Sorry for any confusion, I was typing that in a rush. It was supposed to be above, not about.

MathsManiac

In that case, here's another way of looking at it: pretend there are 100 people in the class. Draw up a 2-way table, with the labels "above average" & "not above average" across the top, and "predicts above average" and "doesn't predict above average" on the left. Try to fill in the numbers in the four cells of the table in such a way as to give the correct row and column totals.

After the table is complete, it should be easy enough to read off the required conditional probability.

hivizman

Interesting that 70% of students score "above average". That implies quite a skewed distribution of marks (I'm assuming that "average" here implies "mean" rather than "mode" - it can't imply "median" by definition). In examinations, a small number of extremely low marks when most students get high marks can lead to such a skewed distribution.

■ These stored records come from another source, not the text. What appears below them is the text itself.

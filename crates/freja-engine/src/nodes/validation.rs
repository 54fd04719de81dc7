// Copyright (c) 2024-2026 Martin Schröder <info@swedishembedded.com>
//
// SPDX-License-Identifier: MIT
//! Validation of user replies to pending ASK_ actions.
//!
//! Two strategies:
//! 1. Format validation (ASK_DATE, ASK_DATETIME): deterministic check
//!    before storing — reject immediately if the format is wrong.
//! 2. Context validation (ASK_TEXT): hold the answer and let the model
//!    judge whether it fits.  The model either accepts (moves to the next
//!    field) or rejects (re-asks the same field); finalize resolves it.

use tracing::{info, warn};

use crate::action::AskKind;
use crate::answer::AnswerValue;
use crate::session::{HistoryEntry, Session, TurnInput};
use crate::validate::validate_answer_for_ask;

pub(crate) fn run(session: &mut Session, input: &TurnInput) {
    let Some(field_id) = session.pending_field_id.clone() else {
        return;
    };
    let kind = session.pending_action_type.unwrap_or(AskKind::Text);
    let raw = input.user_message.trim().to_string();
    session.user_message_added = true;

    if kind == AskKind::Text {
        // Context validation path — don't store yet, the model decides.
        info!(field_id = %field_id, "holding text answer for model validation");
        session.history.push(HistoryEntry::user(input.user_message.clone()));
        session.history.push(HistoryEntry::directive(format!(
            "[SYSTEM: The user answered '{raw}' for field '{field_id}'. \
             VALIDATE this answer: Is it relevant and appropriate for the \
             question asked? Does it make sense in context? \
             If YES — proceed to the NEXT unanswered field. \
             If NO (gibberish, irrelevant, nonsensical, or clearly wrong \
             context) — re-ask the SAME field '{field_id}' using ASK_TEXT. \
             Politely tell the user why their answer doesn't fit and ask \
             again in a clearer way.]"
        )));
        session.pending_text_value = Some(raw);
        session.pending_text_field_id = Some(field_id);
        session.clear_pending_ask();
        return;
    }

    // Format validation path — deterministic check before storage.
    match validate_answer_for_ask(kind, &raw) {
        Ok(()) => {
            info!(field_id = %field_id, "auto-stored answer");
            session.store_answer(&field_id, AnswerValue::Text(raw));
            session.history.push(HistoryEntry::user(input.user_message.clone()));
            session.clear_pending_ask();
        }
        Err(reason) => {
            warn!(field_id = %field_id, kind = %kind, %reason, "answer failed validation");
            session.history.push(HistoryEntry::user(input.user_message.clone()));
            session.history.push(HistoryEntry::directive(format!(
                "[SYSTEM: The user's answer '{raw}' for field '{field_id}' is \
                 INVALID. {reason} You MUST re-ask this field using {kind} \
                 with field_id '{field_id}'. Tell the user their input was \
                 not valid and ask again.]"
            )));
            // The pending field is kept — the model must re-ask it.
            session.reask_field_id = Some(field_id);
        }
    }
}
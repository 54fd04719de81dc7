// Copyright (c) 2024-2026 Martin Schröder <info@swedishembedded.com>
//
// SPDX-License-Identifier: MIT
use serde_json::Value;
use tracing::debug;

use crate::session::{HistoryEntry, Session, TurnInput};

/// Entered when the host hands back tool results: serialize each result
/// into a directive entry so the model can use the data next turn.
///
/// When option strings can be extracted from the payload, the directive
/// pins the model to an ASK_DROPDOWN with exactly those options; otherwise
/// it degrades to a generic "use this data" instruction.
pub(crate) fn run(session: &mut Session, input: &TurnInput) {
    for result in &input.tool_results {
        let serialized =
            serde_json::to_string(&result.result).unwrap_or_else(|_| "{}".to_string());
        let mut directive = format!("[Tool result for {}]: {serialized}", result.tool_name);

        match extract_options_hint(&result.result) {
            Some(hint) => {
                debug!(tool = %result.tool_name, options = %hint, "extracted options from tool result");
                directive.push_str(&format!(
                    "\n\n[INSTRUCTION: Use the data above. \
                     Return ASK_DROPDOWN with these options: {hint}]"
                ));
            }
            None => {
                directive.push_str(
                    "\n\n[INSTRUCTION: Use the data above to continue the form. \
                     Return the appropriate JSON action.]",
                );
            }
        }
        session.history.push(HistoryEntry::directive(directive));
    }

    if !input.user_message.trim().is_empty() {
        session.history.push(HistoryEntry::user(input.user_message.clone()));
    }
    session.pending_tool_name = None;
    session.user_message_added = true;
}

/// Try to extract human-readable option names from a tool result.
///
/// Scans a bounded set of shapes: arrays of objects carrying `name`
/// (plain or bilingual `{english: …}`), `value.english`, or one of
/// `label`/`title`/`text`/`description`.  Returns a JSON list of option
/// strings, or `None` when nothing recognizable is found.
pub(crate) fn extract_options_hint(data: &Value) -> Option<String> {
    let obj = data.as_object()?;
    let mut options: Vec<String> = Vec::new();

    for value in obj.values() {
        let Some(items) = value.as_array() else {
            continue;
        };
        for item in items {
            let Some(map) = item.as_object() else {
                continue;
            };

            let mut found = None;
            if let Some(name) = map.get("name") {
                if let Some(english) = name.get("english").and_then(Value::as_str) {
                    // Bilingual name — prefer English.
                    if !english.is_empty() {
                        found = Some(english.to_string());
                    }
                } else if let Some(s) = name.as_str() {
                    found = Some(s.to_string());
                }
            }
            if found.is_none() {
                if let Some(english) = map
                    .get("value")
                    .and_then(|v| v.get("english"))
                    .and_then(Value::as_str)
                {
                    if !english.is_empty() {
                        found = Some(english.to_string());
                    }
                }
            }
            if found.is_none() {
                for key in ["label", "title", "text", "description"] {
                    if let Some(s) = map.get(key).and_then(Value::as_str) {
                        if !s.is_empty() {
                            found = Some(s.to_string());
                            break;
                        }
                    }
                }
            }
            if let Some(option) = found {
                options.push(option);
            }
        }
    }

    if options.is_empty() {
        None
    } else {
        serde_json::to_string(&options).ok()
    }
}

// ─── Unit tests ──────────────────────────────────────────────────────────────
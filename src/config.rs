/// Hosted backend used when no override is configured.
pub const DEFAULT_API_BASE: &str = "https://backend-hostelhub.onrender.com";

/// Base URL of the complaint backend. Overridable per deployment via
/// `HOSTELHUB_API_BASE`.
pub fn api_base() -> String {
    std::env::var("HOSTELHUB_API_BASE").unwrap_or_else(|_| DEFAULT_API_BASE.to_string())
}
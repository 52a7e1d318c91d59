use dioxus::prelude::*;

/// Dismissable inline error banner. Failures shown through this never block
/// the view; the user closes it and retries.
#[component]
pub fn ErrorNotice(message: String, on_dismiss: EventHandler<()>) -> Element {
    rsx! {
        div {
            class: "error",
            style: "display: flex; justify-content: space-between; align-items: center;",
            span { "{message}" }
            button {
                style: "background: none; border: none; color: inherit; cursor: pointer;
                       font-size: 16px; line-height: 1; padding: 0;",
                onclick: move |_| on_dismiss.call(()),
                "×"
            }
        }
    }
}
use std::time::Duration;

use dioxus::prelude::*;

use crate::api::ApiClient;
use crate::domain::{RegisterForm, Role};
use crate::ui::app::Route;

/// How long the confirmation stays on screen before the redirect to Login.
const REDIRECT_DELAY: Duration = Duration::from_millis(1500);

#[component]
pub fn Register() -> Element {
    let api = use_context::<ApiClient>();
    let navigator = use_navigator();

    let mut role = use_signal(|| Role::Student);
    let mut form = use_signal(RegisterForm::default);
    let mut message = use_signal(|| None::<String>);
    let mut submitting = use_signal(|| false);

    let handle_submit = move |_| {
        let api = api.clone();
        let selected_role = *role.read();
        let fields = form.read().clone();
        spawn(async move {
            submitting.set(true);
            message.set(None);
            match api.register(selected_role, &fields).await {
                Ok(()) => {
                    message.set(Some(
                        "Registered successfully. Redirecting to login...".to_string(),
                    ));
                    // Leave the confirmation visible before moving on.
                    tokio::time::sleep(REDIRECT_DELAY).await;
                    navigator.push(Route::Login {});
                }
                Err(err) => {
                    message.set(Some(err.to_string()));
                    submitting.set(false);
                }
            }
        });
    };

    rsx! {
        div { class: "register-page",
            h2 { "Register" }

            div { class: "card",
                div { class: "form-row",
                    label { "Role" }
                    select {
                        class: "input",
                        value: "{role.read().wire()}",
                        onchange: move |e| {
                            let selected = match e.value().as_str() {
                                "warden" => Role::Warden,
                                "worker" => Role::Worker,
                                _ => Role::Student,
                            };
                            role.set(selected);
                        },
                        option { value: "student", "Student" }
                        option { value: "warden", "Warden" }
                        option { value: "worker", "Worker" }
                    }
                }

                div { class: "form-row",
                    label { "Name" }
                    input {
                        class: "input",
                        value: "{form.read().name}",
                        oninput: move |e| form.with_mut(|f| f.name = e.value()),
                    }
                }

                div { class: "form-row",
                    label { "Email" }
                    input {
                        class: "input",
                        r#type: "email",
                        value: "{form.read().email}",
                        oninput: move |e| form.with_mut(|f| f.email = e.value()),
                    }
                }

                if *role.read() == Role::Student {
                    div { class: "form-row",
                        label { "Student ID" }
                        input {
                            class: "input",
                            value: "{form.read().student_id}",
                            oninput: move |e| form.with_mut(|f| f.student_id = e.value()),
                        }
                    }

                    div { class: "form-row",
                        label { "Room Number" }
                        input {
                            class: "input",
                            value: "{form.read().room_number}",
                            oninput: move |e| form.with_mut(|f| f.room_number = e.value()),
                        }
                    }

                    div { class: "form-row",
                        label { "Department" }
                        select {
                            class: "input",
                            value: "{form.read().department}",
                            onchange: move |e| form.with_mut(|f| f.department = e.value()),
                            option { value: "", "Select" }
                            option { value: "CSE", "CSE" }
                            option { value: "AIML", "AIML" }
                            option { value: "CCE", "CCE" }
                            option { value: "EEE", "EEE" }
                            option { value: "IT", "IT" }
                        }
                    }

                    div { class: "form-row",
                        label { "Hostel Block" }
                        select {
                            class: "input",
                            value: "{form.read().hostel_block}",
                            onchange: move |e| form.with_mut(|f| f.hostel_block = e.value()),
                            option { value: "", "Select" }
                            option { value: "A", "A" }
                            option { value: "B", "B" }
                            option { value: "C", "C" }
                            option { value: "D", "D" }
                            option { value: "E", "E" }
                        }
                    }
                }

                if *role.read() == Role::Warden {
                    div { class: "form-row",
                        label { "Warden ID" }
                        input {
                            class: "input",
                            value: "{form.read().warden_id}",
                            oninput: move |e| form.with_mut(|f| f.warden_id = e.value()),
                        }
                    }

                    div { class: "form-row",
                        label { "Hostel Block" }
                        select {
                            class: "input",
                            value: "{form.read().hostel_block}",
                            onchange: move |e| form.with_mut(|f| f.hostel_block = e.value()),
                            option { value: "", "Select" }
                            option { value: "A", "A" }
                            option { value: "B", "B" }
                            option { value: "C", "C" }
                            option { value: "D", "D" }
                            option { value: "E", "E" }
                        }
                    }
                }

                if *role.read() == Role::Worker {
                    div { class: "form-row",
                        label { "Worker ID" }
                        input {
                            class: "input",
                            value: "{form.read().worker_id}",
                            oninput: move |e| form.with_mut(|f| f.worker_id = e.value()),
                        }
                    }

                    div { class: "form-row",
                        label { "Contact" }
                        input {
                            class: "input",
                            value: "{form.read().contact}",
                            oninput: move |e| form.with_mut(|f| f.contact = e.value()),
                        }
                    }

                    div { class: "form-row",
                        label { "Category" }
                        select {
                            class: "input",
                            value: "{form.read().category}",
                            onchange: move |e| form.with_mut(|f| f.category = e.value()),
                            option { value: "", "Select" }
                            option { value: "electricity", "Electricity" }
                            option { value: "plumbing", "Plumbing" }
                            option { value: "carpentry", "Carpentry" }
                        }
                    }
                }

                div { class: "form-row",
                    label { "Password" }
                    input {
                        class: "input",
                        r#type: "password",
                        value: "{form.read().password}",
                        oninput: move |e| form.with_mut(|f| f.password = e.value()),
                    }
                }

                div { class: "form-row",
                    button {
                        class: "btn",
                        onclick: handle_submit,
                        disabled: *submitting.read(),
                        "Register"
                    }
                }

                if let Some(msg) = message.read().as_ref() {
                    div { class: "small", "{msg}" }
                }

                div { class: "small",
                    Link { to: Route::Login {}, "Already registered? Login" }
                }
            }
        }
    }
}
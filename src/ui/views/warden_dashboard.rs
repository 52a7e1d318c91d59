use dioxus::prelude::*;

use crate::session::Session;

/// Landing page for the warden role. Triage tooling lives outside this
/// client; the route exists so a warden login has somewhere to go.
#[component]
pub fn WardenDashboard() -> Element {
    let session = use_context::<Signal<Session>>();
    let name = session
        .read()
        .current()
        .map(|u| u.name.clone())
        .unwrap_or_default();

    rsx! {
        div { class: "warden-wrap",
            div { class: "card",
                h2 { "Warden Dashboard" }
                p { "Signed in as {name}." }
                p { class: "small", "Complaint triage is not available in this client yet." }
            }
        }
    }
}
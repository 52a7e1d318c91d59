use dioxus_desktop::{Config, WindowBuilder};
use hostelhub::ui::App;

fn main() {
    // Initialize logging
    tracing_subscriber::fmt::init();

    let window = WindowBuilder::new().with_title("HostelHub");
    dioxus_desktop::launch::launch(App, vec![], Config::new().with_window(window));
}
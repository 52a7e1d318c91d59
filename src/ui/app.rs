use dioxus::prelude::*;

use crate::api::ApiClient;
use crate::session::Session;
use crate::ui::views::{Login, Register, StudentDashboard, WardenDashboard, WorkerDashboard};

#[derive(Clone, Routable, PartialEq, Debug)]
pub enum Route {
    #[layout(AppShell)]
    #[route("/")]
    Login {},
    #[route("/register")]
    Register {},
    #[route("/student")]
    StudentDashboard {},
    #[route("/warden")]
    WardenDashboard {},
    #[route("/worker")]
    WorkerDashboard {},
}

#[component]
pub fn App() -> Element {
    // Shared services live in context: one API client for the whole app and
    // one session object, injected rather than reached for globally.
    use_context_provider(ApiClient::from_env);
    use_context_provider(|| Signal::new(Session::default()));

    rsx! {
        Router::<Route> {}
    }
}

#[component]
fn AppShell() -> Element {
    let mut session = use_context::<Signal<Session>>();
    let navigator = use_navigator();
    let signed_in = session.read().current().cloned();

    rsx! {
        div { class: "app-container",
            nav { class: "navbar",
                div { class: "nav-brand", "HostelHub" }
                if let Some(user) = signed_in {
                    div { class: "nav-user",
                        span { class: "small", "{user.name} · {user.role.label()}" }
                        button {
                            class: "btn",
                            onclick: move |_| {
                                session.write().log_out();
                                navigator.push(Route::Login {});
                            },
                            "Sign out"
                        }
                    }
                }
            }
            main { class: "main-content",
                Outlet::<Route> {}
            }
        }
    }
}
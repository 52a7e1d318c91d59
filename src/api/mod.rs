pub mod client;
pub mod error;

pub use client::{ApiClient, LoginResponse};
pub use error::ApiError;
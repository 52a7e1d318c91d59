use reqwest::StatusCode;
use thiserror::Error;

/// Shown when a failing response carries no usable `message` field.
pub const DEFAULT_API_MESSAGE: &str = "API error";

/// Everything that can go wrong at the API boundary, normalized so call
/// sites handle one type.
#[derive(Debug, Error)]
pub enum ApiError {
    /// The body was not JSON, typically an HTML error page from the
    /// hosting layer, whatever the status code said.
    #[error("backend returned non-JSON")]
    MalformedResponse,

    /// The backend answered with a failing status. `message` comes from the
    /// response body when present.
    #[error("{message}")]
    Api { status: StatusCode, message: String },

    /// The request never completed.
    #[error("network error: {0}")]
    Transport(#[from] reqwest::Error),
}
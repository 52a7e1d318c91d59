use dioxus::prelude::*;

use crate::api::ApiClient;
use crate::domain::Role;
use crate::session::Session;
use crate::ui::app::Route;

#[component]
pub fn Login() -> Element {
    let api = use_context::<ApiClient>();
    let mut session = use_context::<Signal<Session>>();
    let navigator = use_navigator();

    let mut role = use_signal(|| Role::Student);
    let mut login_id = use_signal(String::new);
    let mut password = use_signal(String::new);
    let mut message = use_signal(|| None::<String>);
    let mut submitting = use_signal(|| false);

    let handle_submit = move |_| {
        let api = api.clone();
        let id = login_id.read().trim().to_string();
        let pw = password.read().clone();
        let selected_role = *role.read();
        spawn(async move {
            submitting.set(true);
            message.set(None);
            match api.login(selected_role, &id, &pw).await {
                Ok(response) => {
                    let destination = match response.user.role {
                        Role::Student => Route::StudentDashboard {},
                        Role::Warden => Route::WardenDashboard {},
                        Role::Worker => Route::WorkerDashboard {},
                    };
                    session.write().log_in(response.user);
                    navigator.push(destination);
                }
                // Form contents stay put so the user can correct and retry.
                Err(err) => message.set(Some(err.to_string())),
            }
            submitting.set(false);
        });
    };

    rsx! {
        div { class: "login-page",
            h2 { "Login" }

            div { class: "card",
                div { class: "form-row",
                    label { "Role" }
                    select {
                        class: "input",
                        value: "{role.read().wire()}",
                        onchange: move |e| {
                            let selected = match e.value().as_str() {
                                "warden" => Role::Warden,
                                "worker" => Role::Worker,
                                _ => Role::Student,
                            };
                            role.set(selected);
                        },
                        option { value: "student", "Student" }
                        option { value: "warden", "Warden" }
                        option { value: "worker", "Worker" }
                    }
                }

                div { class: "form-row",
                    label { "{role.read().id_label()}" }
                    input {
                        class: "input",
                        value: "{login_id}",
                        oninput: move |e| login_id.set(e.value()),
                    }
                }

                div { class: "form-row",
                    label { "Password" }
                    input {
                        class: "input",
                        r#type: "password",
                        value: "{password}",
                        oninput: move |e| password.set(e.value()),
                    }
                }

                div { class: "form-row",
                    button {
                        class: "btn",
                        onclick: handle_submit,
                        disabled: *submitting.read(),
                        if *submitting.read() { "Signing in..." } else { "Login" }
                    }
                }

                if let Some(msg) = message.read().as_ref() {
                    div { class: "small error", "{msg}" }
                }

                div { class: "small",
                    Link { to: Route::Register {}, "Need an account? Register" }
                }
            }
        }
    }
}
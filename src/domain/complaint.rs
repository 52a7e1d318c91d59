use std::fmt;

use chrono::{DateTime, Utc};
use serde::{Deserialize, Serialize};

#[derive(Debug, Clone, Copy, Default, PartialEq, Eq, Serialize, Deserialize)]
#[serde(rename_all = "lowercase")]
pub enum Category {
    #[default]
    Plumbing,
    Electricity,
    Carpentry,
    Other,
}

impl Category {
    pub const ALL: [Category; 4] = [
        Category::Plumbing,
        Category::Electricity,
        Category::Carpentry,
        Category::Other,
    ];

    pub fn wire(self) -> &'static str {
        match self {
            Category::Plumbing => "plumbing",
            Category::Electricity => "electricity",
            Category::Carpentry => "carpentry",
            Category::Other => "other",
        }
    }

    pub fn label(self) -> &'static str {
        match self {
            Category::Plumbing => "Plumbing",
            Category::Electricity => "Electricity",
            Category::Carpentry => "Carpentry",
            Category::Other => "Other",
        }
    }

    /// Lenient parse for select inputs; anything unrecognized falls back to
    /// the form default.
    pub fn parse(value: &str) -> Category {
        match value {
            "electricity" => Category::Electricity,
            "carpentry" => Category::Carpentry,
            "other" => Category::Other,
            _ => Category::Plumbing,
        }
    }
}

/// Workflow state of a complaint. Wire form is kebab-case
/// (`pending`, `accepted`, `in-progress`, `completed`).
#[derive(Debug, Clone, Copy, PartialEq, Eq, Serialize, Deserialize)]
#[serde(rename_all = "kebab-case")]
pub enum ComplaintStatus {
    Pending,
    Accepted,
    InProgress,
    Completed,
}

impl ComplaintStatus {
    pub fn wire(self) -> &'static str {
        match self {
            ComplaintStatus::Pending => "pending",
            ComplaintStatus::Accepted => "accepted",
            ComplaintStatus::InProgress => "in-progress",
            ComplaintStatus::Completed => "completed",
        }
    }

    /// Students may edit or delete only before the warden picks the
    /// complaint up.
    pub fn student_may_modify(self) -> bool {
        matches!(self, ComplaintStatus::Pending)
    }

    /// A worker can claim a complaint only once a warden has accepted it.
    pub fn worker_may_claim(self) -> bool {
        matches!(self, ComplaintStatus::Accepted)
    }

    pub fn worker_may_complete(self) -> bool {
        matches!(self, ComplaintStatus::InProgress)
    }
}

impl fmt::Display for ComplaintStatus {
    fn fmt(&self, f: &mut fmt::Formatter<'_>) -> fmt::Result {
        f.write_str(self.wire())
    }
}

/// A maintenance request as the backend returns it. Ids are opaque
/// server-assigned strings; the client never mints one. `student_name` and
/// `room_number` are denormalized by the backend for display.
#[derive(Debug, Clone, PartialEq, Serialize, Deserialize)]
pub struct Complaint {
    pub id: String,
    pub student_id: String,
    pub category: Category,
    pub description: String,
    #[serde(default)]
    pub image: Option<String>,
    pub status: ComplaintStatus,
    #[serde(default)]
    pub assigned_worker_id: Option<String>,
    #[serde(default)]
    pub warden_comments: Option<String>,
    #[serde(default)]
    pub student_name: String,
    #[serde(default)]
    pub room_number: String,
    #[serde(default)]
    pub created_at: Option<DateTime<Utc>>,
}

impl Complaint {
    /// The attached image, if one was actually uploaded. The backend stores
    /// an empty string for "no image".
    pub fn image_data(&self) -> Option<&str> {
        self.image.as_deref().filter(|data| !data.is_empty())
    }

    pub fn is_assigned(&self) -> bool {
        self.assigned_worker_id
            .as_deref()
            .is_some_and(|id| !id.is_empty())
    }

    pub fn assigned_to(&self, worker_id: &str) -> bool {
        self.assigned_worker_id.as_deref() == Some(worker_id)
    }

    pub fn warden_notes(&self) -> Option<&str> {
        self.warden_comments.as_deref().filter(|c| !c.is_empty())
    }
}

/// Body for `POST /api/complaints`. `image` is an empty string when nothing
/// was attached, matching what the backend stores.
#[derive(Debug, Clone, PartialEq, Serialize)]
pub struct NewComplaint {
    pub student_id: String,
    pub description: String,
    pub category: Category,
    pub image: String,
}

/// Body for `PUT /api/complaints/{id}`.
#[derive(Debug, Clone, PartialEq, Serialize)]
pub struct ComplaintEdit {
    pub description: String,
    pub category: Category,
    pub image: String,
}

/// Body for `PATCH /api/complaints/{id}/status`. The assignment field is
/// omitted entirely when the claim must not overwrite an existing worker.
#[derive(Debug, Clone, PartialEq, Serialize)]
pub struct StatusUpdate {
    pub status: ComplaintStatus,
    #[serde(skip_serializing_if = "Option::is_none")]
    pub assigned_worker_id: Option<String>,
}

/// A complaint description must contain something other than whitespace
/// before any request is issued.
pub fn description_is_valid(raw: &str) -> bool {
    !raw.trim().is_empty()
}

#[cfg(test)]
mod tests {
    use super::*;

    #[test]
    fn status_wire_forms_are_kebab_case() {
        assert_eq!(
            serde_json::to_string(&ComplaintStatus::InProgress).unwrap(),
            "\"in-progress\""
        );
        let decoded: ComplaintStatus = serde_json::from_str("\"in-progress\"").unwrap();
        assert_eq!(decoded, ComplaintStatus::InProgress);
        assert_eq!(ComplaintStatus::Completed.to_string(), "completed");
    }

    #[test]
    fn only_pending_is_student_modifiable() {
        assert!(ComplaintStatus::Pending.student_may_modify());
        assert!(!ComplaintStatus::Accepted.student_may_modify());
        assert!(!ComplaintStatus::InProgress.student_may_modify());
        assert!(!ComplaintStatus::Completed.student_may_modify());
    }

    #[test]
    fn worker_transitions_follow_the_workflow() {
        assert!(ComplaintStatus::Accepted.worker_may_claim());
        assert!(!ComplaintStatus::Pending.worker_may_claim());
        assert!(ComplaintStatus::InProgress.worker_may_complete());
        assert!(!ComplaintStatus::Accepted.worker_may_complete());
    }

    #[test]
    fn empty_assignment_counts_as_unassigned() {
        let mut complaint = sample();
        assert!(!complaint.is_assigned());
        complaint.assigned_worker_id = Some(String::new());
        assert!(!complaint.is_assigned());
        complaint.assigned_worker_id = Some("W1".to_string());
        assert!(complaint.is_assigned());
        assert!(complaint.assigned_to("W1"));
        assert!(!complaint.assigned_to("W2"));
    }

    #[test]
    fn empty_image_reads_as_no_image() {
        let mut complaint = sample();
        assert!(complaint.image_data().is_none());
        complaint.image = Some(String::new());
        assert!(complaint.image_data().is_none());
        complaint.image = Some("data:image/png;base64,AAAA".to_string());
        assert_eq!(complaint.image_data(), Some("data:image/png;base64,AAAA"));
    }

    #[test]
    fn status_update_omits_absent_assignment() {
        let update = StatusUpdate {
            status: ComplaintStatus::Completed,
            assigned_worker_id: None,
        };
        let body = serde_json::to_value(&update).unwrap();
        assert_eq!(body, serde_json::json!({ "status": "completed" }));
    }

    #[test]
    fn description_validation_rejects_whitespace() {
        assert!(!description_is_valid(""));
        assert!(!description_is_valid("   \n\t"));
        assert!(description_is_valid("tap is leaking"));
    }

    #[test]
    fn complaint_deserializes_with_minimal_fields() {
        let raw = serde_json::json!({
            "id": "c1",
            "student_id": "S1",
            "category": "plumbing",
            "description": "leak",
            "status": "pending"
        });
        let complaint: Complaint = serde_json::from_value(raw).unwrap();
        assert_eq!(complaint.id, "c1");
        assert!(complaint.created_at.is_none());
        assert_eq!(complaint.student_name, "");
    }

    fn sample() -> Complaint {
        Complaint {
            id: "c1".to_string(),
            student_id: "S1".to_string(),
            category: Category::Plumbing,
            description: "leak".to_string(),
            image: None,
            status: ComplaintStatus::Pending,
            assigned_worker_id: None,
            warden_comments: None,
            student_name: "Ann".to_string(),
            room_number: "204".to_string(),
            created_at: None,
        }
    }
}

The other thought is that this is an attempt to satisfy the sort of pious but innumerate Education Minister who says "no child should achieve a mark that's below average".

MathsManiac

Indeed. And isn't it terrible that after all the investment made in special needs education, one in every twenty children is still below the fifth percentile!

punk_one82

Any chance someone can post an answer to this? It's irritating me that I've nothing to compare my answer to.

MathsManiac

2/15.

Method 1: Using the technique I suggested earlier:
The total of the first column is 70, so the total of the second column is 30.
The total of the first row is 60, so the total of the second row is 40.
Of the 70 in the first column, 80% = 56 people are in the first cell.
The remaining three cells follow easily:

56 04 | 60
14 26 | 40

---

70 30 | 100

The question now becomes: given that you've picked someone in the second column, what is the probability that they are in the top cell? Ans: 4/30.

Method 2: Using technique and laballing of events as suggested by Fremen:
The question gives P(A) = 0.6
The question gives P(B') = 0.7
Therefore, P(A') = 1-P(A) = 0.4 and P(B) = 1-P(B') = 0.3
The question gives P(A|B') = 0.8
We want P(A|B).
Not quite sure whether Fremen intended to complete as follows, but here goes:
P(A|B)P(B) + P(A|B')P(B') = P(A)
So P(A|B)(0.3) + (0.8)(0.7) = 0.6
Solve to get P(A|B) = 2/15.

Howzat?

punk_one82

Thanks for that. Really needed something to compare mine to.

Fremen

Yep MM, I was thinking of using the law of total probability.